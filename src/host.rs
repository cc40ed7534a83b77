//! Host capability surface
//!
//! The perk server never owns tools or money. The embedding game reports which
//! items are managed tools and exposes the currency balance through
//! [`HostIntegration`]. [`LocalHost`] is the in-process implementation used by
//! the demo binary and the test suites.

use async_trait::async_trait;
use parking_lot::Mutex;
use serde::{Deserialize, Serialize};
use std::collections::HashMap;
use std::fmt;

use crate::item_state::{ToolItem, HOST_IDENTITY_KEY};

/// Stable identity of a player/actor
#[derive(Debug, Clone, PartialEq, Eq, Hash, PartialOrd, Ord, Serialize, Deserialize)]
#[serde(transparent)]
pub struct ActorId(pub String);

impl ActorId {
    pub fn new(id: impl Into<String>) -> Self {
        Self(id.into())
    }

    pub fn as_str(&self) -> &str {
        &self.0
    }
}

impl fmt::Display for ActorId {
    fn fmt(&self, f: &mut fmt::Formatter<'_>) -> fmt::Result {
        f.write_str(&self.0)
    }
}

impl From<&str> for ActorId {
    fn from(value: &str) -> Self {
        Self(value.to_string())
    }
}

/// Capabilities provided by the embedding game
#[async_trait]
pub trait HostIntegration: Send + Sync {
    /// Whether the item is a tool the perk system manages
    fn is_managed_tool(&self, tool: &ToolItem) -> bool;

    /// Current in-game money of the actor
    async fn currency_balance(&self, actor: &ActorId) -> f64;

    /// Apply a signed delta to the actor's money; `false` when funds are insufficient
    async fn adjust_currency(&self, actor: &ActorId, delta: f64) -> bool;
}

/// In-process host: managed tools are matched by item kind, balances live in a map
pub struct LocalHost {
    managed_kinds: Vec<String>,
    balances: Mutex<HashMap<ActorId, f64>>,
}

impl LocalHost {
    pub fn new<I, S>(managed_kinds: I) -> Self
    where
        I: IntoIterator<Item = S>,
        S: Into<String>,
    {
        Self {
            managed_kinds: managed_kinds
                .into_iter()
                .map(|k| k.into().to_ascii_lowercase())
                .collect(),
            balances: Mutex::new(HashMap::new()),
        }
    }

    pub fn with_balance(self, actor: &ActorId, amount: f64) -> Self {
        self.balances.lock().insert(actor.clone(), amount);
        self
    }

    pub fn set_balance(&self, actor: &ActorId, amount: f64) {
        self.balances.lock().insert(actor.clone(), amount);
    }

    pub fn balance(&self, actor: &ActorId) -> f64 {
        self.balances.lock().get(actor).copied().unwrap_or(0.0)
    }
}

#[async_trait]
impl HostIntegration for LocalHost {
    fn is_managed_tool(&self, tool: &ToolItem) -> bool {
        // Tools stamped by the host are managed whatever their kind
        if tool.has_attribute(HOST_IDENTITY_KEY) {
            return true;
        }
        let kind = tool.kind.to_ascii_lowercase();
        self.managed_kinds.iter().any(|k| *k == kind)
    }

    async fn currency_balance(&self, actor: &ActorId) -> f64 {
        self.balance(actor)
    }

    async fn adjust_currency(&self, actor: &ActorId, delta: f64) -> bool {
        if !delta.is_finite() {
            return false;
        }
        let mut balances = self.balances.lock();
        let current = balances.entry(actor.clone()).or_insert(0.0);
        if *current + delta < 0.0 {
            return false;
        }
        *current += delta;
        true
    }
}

###

Read the data above and pull out each line that holds the string "value".

    fn from(value: &str) -> Self {
        Self(value.to_string())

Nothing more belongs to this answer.